Which lines in the records below contain the word "message"? Copy each one.

- _Available data_:
====================

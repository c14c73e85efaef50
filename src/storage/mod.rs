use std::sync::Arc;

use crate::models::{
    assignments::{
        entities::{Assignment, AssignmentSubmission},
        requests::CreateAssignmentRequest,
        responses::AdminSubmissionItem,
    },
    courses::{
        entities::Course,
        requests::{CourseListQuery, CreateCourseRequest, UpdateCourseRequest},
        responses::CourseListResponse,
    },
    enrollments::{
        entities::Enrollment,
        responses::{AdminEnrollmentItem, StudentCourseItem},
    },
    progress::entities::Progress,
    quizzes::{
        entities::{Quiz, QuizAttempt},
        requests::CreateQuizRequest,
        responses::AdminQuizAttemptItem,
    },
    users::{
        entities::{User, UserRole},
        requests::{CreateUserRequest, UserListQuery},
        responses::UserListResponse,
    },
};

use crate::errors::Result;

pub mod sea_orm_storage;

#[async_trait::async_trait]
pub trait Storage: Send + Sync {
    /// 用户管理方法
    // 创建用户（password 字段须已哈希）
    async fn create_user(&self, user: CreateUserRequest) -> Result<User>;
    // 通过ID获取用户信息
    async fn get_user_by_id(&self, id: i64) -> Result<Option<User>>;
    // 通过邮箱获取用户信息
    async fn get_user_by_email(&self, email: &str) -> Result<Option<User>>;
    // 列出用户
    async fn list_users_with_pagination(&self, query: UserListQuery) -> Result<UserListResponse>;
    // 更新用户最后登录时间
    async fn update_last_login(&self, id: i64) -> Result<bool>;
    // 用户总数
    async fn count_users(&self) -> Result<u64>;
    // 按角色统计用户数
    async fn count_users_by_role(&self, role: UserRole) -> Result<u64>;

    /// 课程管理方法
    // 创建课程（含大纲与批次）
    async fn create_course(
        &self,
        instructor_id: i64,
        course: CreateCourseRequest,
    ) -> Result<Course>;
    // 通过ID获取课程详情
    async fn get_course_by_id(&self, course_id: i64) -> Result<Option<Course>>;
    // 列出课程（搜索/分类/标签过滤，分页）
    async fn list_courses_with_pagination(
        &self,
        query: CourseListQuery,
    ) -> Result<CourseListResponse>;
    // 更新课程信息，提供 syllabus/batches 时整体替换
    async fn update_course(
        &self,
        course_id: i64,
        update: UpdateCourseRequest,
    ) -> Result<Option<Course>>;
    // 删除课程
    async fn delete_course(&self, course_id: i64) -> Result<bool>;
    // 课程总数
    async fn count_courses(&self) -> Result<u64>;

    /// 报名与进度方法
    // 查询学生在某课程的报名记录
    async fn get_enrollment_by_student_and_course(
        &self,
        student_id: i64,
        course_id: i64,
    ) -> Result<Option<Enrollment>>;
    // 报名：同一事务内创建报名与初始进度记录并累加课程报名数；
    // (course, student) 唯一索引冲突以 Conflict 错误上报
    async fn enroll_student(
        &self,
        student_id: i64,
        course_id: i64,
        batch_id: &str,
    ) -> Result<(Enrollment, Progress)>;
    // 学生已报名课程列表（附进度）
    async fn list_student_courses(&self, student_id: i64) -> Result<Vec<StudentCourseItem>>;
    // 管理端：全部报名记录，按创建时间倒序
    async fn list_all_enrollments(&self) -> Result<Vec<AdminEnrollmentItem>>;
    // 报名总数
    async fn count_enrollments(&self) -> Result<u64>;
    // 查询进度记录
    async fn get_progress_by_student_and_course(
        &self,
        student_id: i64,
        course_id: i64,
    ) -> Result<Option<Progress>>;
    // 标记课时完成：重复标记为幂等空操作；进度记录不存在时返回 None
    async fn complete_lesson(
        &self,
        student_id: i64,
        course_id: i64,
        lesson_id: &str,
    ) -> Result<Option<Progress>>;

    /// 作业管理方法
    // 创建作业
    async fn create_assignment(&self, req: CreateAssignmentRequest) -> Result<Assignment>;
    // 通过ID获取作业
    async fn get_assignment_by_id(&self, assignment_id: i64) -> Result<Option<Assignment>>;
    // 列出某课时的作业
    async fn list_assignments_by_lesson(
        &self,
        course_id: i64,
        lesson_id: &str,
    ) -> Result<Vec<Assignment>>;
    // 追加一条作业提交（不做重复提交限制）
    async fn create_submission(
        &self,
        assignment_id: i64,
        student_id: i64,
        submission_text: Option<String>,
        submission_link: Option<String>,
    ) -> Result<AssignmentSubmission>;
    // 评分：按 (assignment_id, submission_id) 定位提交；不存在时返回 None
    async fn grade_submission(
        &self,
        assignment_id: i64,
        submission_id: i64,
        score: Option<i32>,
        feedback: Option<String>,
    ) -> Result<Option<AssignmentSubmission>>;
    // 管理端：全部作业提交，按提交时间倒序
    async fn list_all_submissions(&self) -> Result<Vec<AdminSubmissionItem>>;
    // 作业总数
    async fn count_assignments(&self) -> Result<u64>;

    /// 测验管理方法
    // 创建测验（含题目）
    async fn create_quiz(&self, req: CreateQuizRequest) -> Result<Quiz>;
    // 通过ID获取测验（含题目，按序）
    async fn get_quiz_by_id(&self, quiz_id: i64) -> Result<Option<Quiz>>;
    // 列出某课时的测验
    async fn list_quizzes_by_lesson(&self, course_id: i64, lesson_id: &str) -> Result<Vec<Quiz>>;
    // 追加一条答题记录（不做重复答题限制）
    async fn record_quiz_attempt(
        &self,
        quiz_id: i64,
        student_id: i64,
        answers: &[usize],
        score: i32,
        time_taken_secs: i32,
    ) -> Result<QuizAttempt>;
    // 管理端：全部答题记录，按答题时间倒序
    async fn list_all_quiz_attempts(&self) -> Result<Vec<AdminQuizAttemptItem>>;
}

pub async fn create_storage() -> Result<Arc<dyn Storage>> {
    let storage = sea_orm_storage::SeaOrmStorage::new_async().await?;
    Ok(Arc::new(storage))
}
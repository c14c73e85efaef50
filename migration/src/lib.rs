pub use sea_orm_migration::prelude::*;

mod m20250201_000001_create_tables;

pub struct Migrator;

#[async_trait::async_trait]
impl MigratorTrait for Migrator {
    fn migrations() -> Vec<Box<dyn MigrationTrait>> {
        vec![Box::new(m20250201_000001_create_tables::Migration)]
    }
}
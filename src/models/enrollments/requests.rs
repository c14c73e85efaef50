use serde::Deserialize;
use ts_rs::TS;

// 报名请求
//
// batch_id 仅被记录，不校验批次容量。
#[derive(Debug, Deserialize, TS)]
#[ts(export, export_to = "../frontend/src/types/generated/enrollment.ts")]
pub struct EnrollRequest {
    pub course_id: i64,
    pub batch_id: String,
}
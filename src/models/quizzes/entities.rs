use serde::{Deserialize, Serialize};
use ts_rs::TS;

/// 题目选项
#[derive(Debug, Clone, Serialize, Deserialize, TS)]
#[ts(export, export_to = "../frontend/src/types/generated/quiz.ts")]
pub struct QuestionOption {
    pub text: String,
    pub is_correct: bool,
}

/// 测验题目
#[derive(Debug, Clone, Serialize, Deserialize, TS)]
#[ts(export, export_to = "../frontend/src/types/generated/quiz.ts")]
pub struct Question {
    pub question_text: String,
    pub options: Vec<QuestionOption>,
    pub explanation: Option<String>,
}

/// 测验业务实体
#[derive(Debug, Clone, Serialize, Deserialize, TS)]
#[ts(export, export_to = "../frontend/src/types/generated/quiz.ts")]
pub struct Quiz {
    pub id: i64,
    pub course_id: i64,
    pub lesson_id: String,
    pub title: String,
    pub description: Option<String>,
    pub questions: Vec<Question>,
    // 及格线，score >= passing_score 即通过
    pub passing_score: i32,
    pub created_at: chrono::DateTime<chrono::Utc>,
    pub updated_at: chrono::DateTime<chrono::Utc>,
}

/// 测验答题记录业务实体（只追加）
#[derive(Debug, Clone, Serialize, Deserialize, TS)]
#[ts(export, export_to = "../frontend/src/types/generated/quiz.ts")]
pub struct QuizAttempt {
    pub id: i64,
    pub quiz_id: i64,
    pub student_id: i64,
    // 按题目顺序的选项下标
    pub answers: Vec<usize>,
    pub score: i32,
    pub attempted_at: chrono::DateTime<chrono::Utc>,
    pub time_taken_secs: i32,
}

====================

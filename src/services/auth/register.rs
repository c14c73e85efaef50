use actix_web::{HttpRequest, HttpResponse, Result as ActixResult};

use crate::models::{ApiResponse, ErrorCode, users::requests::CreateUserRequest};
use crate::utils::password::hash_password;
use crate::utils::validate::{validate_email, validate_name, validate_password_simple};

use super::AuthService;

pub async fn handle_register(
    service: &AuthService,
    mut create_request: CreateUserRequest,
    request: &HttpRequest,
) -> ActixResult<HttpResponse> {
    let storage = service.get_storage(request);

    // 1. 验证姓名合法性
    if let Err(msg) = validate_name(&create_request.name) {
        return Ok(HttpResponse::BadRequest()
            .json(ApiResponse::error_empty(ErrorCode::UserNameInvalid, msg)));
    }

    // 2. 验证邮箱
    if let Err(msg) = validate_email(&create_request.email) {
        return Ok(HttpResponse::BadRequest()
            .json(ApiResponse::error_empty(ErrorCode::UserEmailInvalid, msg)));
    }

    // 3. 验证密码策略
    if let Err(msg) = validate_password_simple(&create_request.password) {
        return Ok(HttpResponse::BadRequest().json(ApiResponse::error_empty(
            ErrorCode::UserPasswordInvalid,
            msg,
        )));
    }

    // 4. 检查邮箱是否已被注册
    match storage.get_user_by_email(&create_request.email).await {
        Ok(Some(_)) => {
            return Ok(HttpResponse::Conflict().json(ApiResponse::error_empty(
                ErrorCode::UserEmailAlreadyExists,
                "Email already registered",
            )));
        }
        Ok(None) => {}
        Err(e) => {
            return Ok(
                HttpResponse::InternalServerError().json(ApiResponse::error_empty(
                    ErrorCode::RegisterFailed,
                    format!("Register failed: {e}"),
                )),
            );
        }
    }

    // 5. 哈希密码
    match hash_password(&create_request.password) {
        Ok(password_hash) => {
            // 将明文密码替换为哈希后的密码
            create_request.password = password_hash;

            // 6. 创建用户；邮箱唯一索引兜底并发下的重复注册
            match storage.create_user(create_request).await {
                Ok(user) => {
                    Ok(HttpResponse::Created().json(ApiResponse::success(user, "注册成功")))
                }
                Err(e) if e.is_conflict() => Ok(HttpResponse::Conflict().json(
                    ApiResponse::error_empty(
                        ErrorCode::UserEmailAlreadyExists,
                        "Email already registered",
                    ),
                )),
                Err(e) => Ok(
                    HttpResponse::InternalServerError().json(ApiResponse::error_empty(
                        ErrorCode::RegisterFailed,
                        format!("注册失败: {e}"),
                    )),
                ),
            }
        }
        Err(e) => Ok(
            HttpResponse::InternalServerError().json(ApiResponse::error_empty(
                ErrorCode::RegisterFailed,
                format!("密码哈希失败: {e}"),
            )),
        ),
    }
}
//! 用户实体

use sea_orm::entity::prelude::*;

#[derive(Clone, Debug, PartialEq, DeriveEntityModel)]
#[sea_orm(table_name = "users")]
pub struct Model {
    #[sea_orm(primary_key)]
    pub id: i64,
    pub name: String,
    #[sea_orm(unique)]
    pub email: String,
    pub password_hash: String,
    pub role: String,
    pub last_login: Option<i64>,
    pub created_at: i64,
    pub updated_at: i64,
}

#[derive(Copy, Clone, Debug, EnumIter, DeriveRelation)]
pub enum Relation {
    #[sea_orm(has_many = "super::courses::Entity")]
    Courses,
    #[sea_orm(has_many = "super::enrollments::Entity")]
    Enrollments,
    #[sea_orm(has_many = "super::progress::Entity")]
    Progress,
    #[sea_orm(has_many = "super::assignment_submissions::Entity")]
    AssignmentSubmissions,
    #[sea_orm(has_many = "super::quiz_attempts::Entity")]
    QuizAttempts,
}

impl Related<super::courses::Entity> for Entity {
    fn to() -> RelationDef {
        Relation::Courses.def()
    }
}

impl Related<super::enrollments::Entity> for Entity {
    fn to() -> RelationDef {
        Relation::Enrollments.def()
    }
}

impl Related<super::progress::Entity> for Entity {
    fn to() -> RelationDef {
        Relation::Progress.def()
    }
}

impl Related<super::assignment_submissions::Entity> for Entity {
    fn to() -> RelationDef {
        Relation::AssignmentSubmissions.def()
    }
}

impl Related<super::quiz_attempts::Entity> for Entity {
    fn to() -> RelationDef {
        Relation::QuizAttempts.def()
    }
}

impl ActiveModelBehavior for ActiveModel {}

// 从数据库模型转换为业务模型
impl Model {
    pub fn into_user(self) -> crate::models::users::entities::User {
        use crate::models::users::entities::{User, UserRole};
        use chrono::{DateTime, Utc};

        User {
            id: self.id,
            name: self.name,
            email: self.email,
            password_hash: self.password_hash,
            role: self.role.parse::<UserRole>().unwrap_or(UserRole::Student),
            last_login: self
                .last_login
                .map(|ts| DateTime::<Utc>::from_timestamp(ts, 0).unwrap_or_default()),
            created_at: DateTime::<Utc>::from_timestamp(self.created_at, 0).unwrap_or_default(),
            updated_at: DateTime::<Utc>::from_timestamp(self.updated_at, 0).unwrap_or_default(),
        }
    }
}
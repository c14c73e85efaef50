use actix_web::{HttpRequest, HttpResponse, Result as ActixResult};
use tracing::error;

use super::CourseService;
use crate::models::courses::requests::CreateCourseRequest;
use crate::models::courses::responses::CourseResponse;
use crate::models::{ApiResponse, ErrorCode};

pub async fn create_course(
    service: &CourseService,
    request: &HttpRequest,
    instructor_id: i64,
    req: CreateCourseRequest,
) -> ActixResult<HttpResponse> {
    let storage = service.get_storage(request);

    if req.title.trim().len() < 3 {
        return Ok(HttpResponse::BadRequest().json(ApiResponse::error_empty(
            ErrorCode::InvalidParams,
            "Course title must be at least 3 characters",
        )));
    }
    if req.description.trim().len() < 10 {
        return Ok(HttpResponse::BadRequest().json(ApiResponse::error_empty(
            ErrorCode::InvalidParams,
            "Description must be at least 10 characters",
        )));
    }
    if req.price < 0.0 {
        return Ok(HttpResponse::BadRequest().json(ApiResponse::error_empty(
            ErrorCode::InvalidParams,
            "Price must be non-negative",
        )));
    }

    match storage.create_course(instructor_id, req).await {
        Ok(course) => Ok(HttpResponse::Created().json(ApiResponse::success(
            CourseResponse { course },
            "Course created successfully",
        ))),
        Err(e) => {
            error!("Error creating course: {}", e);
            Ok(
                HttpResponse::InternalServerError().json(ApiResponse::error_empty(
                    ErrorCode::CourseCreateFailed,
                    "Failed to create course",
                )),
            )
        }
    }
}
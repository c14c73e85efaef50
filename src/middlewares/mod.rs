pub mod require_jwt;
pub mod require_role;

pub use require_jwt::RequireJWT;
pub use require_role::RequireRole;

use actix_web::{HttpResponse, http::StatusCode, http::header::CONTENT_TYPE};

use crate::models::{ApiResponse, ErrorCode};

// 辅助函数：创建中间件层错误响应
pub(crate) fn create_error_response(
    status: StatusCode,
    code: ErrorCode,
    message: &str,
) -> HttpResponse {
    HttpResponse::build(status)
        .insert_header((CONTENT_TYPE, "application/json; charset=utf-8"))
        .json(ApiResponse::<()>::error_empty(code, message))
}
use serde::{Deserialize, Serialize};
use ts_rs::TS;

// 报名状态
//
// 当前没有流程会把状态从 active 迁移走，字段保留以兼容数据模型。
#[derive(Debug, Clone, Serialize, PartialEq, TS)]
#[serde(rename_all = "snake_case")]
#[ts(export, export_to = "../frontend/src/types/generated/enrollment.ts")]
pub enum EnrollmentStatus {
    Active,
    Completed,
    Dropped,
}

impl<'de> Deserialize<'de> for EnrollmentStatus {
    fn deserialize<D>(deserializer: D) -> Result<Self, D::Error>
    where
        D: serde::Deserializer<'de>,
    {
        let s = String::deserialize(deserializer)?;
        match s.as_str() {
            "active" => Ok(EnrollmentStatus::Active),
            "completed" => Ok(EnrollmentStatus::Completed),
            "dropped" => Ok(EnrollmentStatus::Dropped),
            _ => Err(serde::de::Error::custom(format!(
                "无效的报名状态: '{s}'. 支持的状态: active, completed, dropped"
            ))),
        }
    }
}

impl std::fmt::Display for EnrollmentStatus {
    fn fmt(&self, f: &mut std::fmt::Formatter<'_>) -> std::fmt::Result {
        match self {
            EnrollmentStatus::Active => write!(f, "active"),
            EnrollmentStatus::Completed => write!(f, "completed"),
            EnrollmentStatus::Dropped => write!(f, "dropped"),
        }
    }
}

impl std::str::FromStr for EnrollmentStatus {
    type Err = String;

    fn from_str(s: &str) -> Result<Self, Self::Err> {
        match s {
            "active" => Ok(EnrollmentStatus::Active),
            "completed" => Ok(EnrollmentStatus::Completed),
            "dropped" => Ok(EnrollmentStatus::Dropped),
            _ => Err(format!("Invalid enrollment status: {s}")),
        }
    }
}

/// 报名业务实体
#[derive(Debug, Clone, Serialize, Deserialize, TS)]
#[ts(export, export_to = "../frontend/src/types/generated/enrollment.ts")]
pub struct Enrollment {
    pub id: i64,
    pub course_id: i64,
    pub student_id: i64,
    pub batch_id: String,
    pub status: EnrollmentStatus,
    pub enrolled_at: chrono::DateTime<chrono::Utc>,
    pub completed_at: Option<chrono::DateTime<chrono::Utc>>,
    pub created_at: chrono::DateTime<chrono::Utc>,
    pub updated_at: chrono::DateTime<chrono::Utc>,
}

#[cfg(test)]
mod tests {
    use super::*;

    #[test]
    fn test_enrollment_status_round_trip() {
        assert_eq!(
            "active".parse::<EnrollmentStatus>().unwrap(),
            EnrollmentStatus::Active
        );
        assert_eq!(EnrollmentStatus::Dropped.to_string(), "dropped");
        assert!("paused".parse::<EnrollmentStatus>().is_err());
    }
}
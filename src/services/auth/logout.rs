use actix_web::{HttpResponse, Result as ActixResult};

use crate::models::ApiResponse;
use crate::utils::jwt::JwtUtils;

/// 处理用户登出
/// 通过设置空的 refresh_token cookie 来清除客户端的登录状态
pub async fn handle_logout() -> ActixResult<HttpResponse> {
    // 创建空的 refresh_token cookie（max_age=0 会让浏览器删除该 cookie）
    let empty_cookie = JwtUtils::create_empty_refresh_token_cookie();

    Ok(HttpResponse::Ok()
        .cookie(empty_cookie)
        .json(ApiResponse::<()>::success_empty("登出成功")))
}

====================

- _Answer to this exercise_:
    message: &str,
        .json(ApiResponse::<()>::error_empty(code, message))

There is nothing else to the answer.